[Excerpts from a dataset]
%%
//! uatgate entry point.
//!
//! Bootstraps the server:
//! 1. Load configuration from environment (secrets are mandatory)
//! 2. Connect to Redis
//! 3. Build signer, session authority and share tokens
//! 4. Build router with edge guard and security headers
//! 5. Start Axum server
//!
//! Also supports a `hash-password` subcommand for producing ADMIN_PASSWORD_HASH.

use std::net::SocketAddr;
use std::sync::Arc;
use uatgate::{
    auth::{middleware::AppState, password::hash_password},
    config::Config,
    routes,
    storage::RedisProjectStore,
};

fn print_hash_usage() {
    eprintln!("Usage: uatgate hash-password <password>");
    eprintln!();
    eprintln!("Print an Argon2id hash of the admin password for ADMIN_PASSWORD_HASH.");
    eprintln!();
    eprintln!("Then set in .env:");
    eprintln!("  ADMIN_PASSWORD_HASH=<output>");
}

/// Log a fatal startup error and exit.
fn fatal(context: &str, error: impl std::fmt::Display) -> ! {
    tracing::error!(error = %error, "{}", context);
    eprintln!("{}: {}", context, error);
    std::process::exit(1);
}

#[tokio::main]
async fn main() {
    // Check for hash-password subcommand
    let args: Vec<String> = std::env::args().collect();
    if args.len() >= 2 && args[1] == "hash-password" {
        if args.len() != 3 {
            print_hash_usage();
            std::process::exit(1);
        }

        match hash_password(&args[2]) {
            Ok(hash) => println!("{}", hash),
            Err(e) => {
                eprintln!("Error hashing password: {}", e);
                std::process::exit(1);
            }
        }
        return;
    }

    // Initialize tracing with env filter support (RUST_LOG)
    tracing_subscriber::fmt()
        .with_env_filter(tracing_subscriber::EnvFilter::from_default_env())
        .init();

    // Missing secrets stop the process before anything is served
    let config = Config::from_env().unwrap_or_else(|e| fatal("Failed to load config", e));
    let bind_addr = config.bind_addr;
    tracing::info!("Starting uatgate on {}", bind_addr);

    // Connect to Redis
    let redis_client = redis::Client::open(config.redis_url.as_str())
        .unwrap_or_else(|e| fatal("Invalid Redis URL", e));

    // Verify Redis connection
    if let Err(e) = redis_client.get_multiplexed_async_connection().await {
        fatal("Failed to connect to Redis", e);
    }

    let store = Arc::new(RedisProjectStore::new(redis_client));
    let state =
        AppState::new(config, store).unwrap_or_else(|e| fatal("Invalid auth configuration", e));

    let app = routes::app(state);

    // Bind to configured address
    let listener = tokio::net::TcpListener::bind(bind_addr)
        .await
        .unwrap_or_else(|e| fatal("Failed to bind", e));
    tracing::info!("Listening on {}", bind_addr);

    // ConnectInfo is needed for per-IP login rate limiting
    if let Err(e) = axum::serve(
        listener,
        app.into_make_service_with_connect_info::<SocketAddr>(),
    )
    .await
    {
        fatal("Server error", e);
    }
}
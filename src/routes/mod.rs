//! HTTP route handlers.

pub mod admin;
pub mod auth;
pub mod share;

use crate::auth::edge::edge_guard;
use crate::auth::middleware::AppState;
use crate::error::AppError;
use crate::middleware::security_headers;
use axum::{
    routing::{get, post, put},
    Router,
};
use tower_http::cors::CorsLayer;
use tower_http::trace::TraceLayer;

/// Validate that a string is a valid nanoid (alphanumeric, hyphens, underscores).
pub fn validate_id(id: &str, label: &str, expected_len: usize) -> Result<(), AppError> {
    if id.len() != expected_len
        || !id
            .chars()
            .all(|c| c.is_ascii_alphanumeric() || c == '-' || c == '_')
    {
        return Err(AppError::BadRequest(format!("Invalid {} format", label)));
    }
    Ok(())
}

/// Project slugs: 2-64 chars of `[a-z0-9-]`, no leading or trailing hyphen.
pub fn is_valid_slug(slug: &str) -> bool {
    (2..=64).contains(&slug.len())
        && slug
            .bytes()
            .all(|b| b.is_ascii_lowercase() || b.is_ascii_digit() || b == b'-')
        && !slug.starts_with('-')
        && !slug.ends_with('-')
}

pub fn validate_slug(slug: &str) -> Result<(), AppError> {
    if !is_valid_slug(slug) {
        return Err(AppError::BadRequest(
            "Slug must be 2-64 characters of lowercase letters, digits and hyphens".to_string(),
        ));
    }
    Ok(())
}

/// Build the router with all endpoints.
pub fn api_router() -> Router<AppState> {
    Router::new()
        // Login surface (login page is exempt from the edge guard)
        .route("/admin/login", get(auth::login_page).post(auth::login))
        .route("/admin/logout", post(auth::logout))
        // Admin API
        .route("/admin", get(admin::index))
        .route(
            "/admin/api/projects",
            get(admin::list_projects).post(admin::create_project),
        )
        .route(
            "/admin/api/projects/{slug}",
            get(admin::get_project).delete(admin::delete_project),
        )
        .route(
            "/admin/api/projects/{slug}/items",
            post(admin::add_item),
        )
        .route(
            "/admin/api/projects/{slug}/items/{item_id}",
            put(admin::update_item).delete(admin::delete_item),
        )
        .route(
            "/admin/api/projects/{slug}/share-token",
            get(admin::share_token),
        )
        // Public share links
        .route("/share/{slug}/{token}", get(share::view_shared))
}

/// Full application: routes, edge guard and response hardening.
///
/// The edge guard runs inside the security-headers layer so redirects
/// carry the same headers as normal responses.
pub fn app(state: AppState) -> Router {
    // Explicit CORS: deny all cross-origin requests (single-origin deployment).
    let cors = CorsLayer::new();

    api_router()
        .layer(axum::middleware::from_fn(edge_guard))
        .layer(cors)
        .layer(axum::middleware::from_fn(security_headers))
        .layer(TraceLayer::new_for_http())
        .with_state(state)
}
%%
● **Exercise description**
Return the span of lines in the data above that opens at the line with "pub fn is_valid_slug(slug: &str)" and closes at the line with "layer so redirects", exactly, ends included, nothing else.

● **Written answer**
pub fn is_valid_slug(slug: &str) -> bool {
    (2..=64).contains(&slug.len())
        && slug
            .bytes()
            .all(|b| b.is_ascii_lowercase() || b.is_ascii_digit() || b == b'-')
        && !slug.starts_with('-')
        && !slug.ends_with('-')
}

pub fn validate_slug(slug: &str) -> Result<(), AppError> {
    if !is_valid_slug(slug) {
        return Err(AppError::BadRequest(
            "Slug must be 2-64 characters of lowercase letters, digits and hyphens".to_string(),
        ));
    }
    Ok(())
}

/// Build the router with all endpoints.
pub fn api_router() -> Router<AppState> {
    Router::new()
        // Login surface (login page is exempt from the edge guard)
        .route("/admin/login", get(auth::login_page).post(auth::login))
        .route("/admin/logout", post(auth::logout))
        // Admin API
        .route("/admin", get(admin::index))
        .route(
            "/admin/api/projects",
            get(admin::list_projects).post(admin::create_project),
        )
        .route(
            "/admin/api/projects/{slug}",
            get(admin::get_project).delete(admin::delete_project),
        )
        .route(
            "/admin/api/projects/{slug}/items",
            post(admin::add_item),
        )
        .route(
            "/admin/api/projects/{slug}/items/{item_id}",
            put(admin::update_item).delete(admin::delete_item),
        )
        .route(
            "/admin/api/projects/{slug}/share-token",
            get(admin::share_token),
        )
        // Public share links
        .route("/share/{slug}/{token}", get(share::view_shared))
}

/// Full application: routes, edge guard and response hardening.
///
/// The edge guard runs inside the security-headers layer so redirects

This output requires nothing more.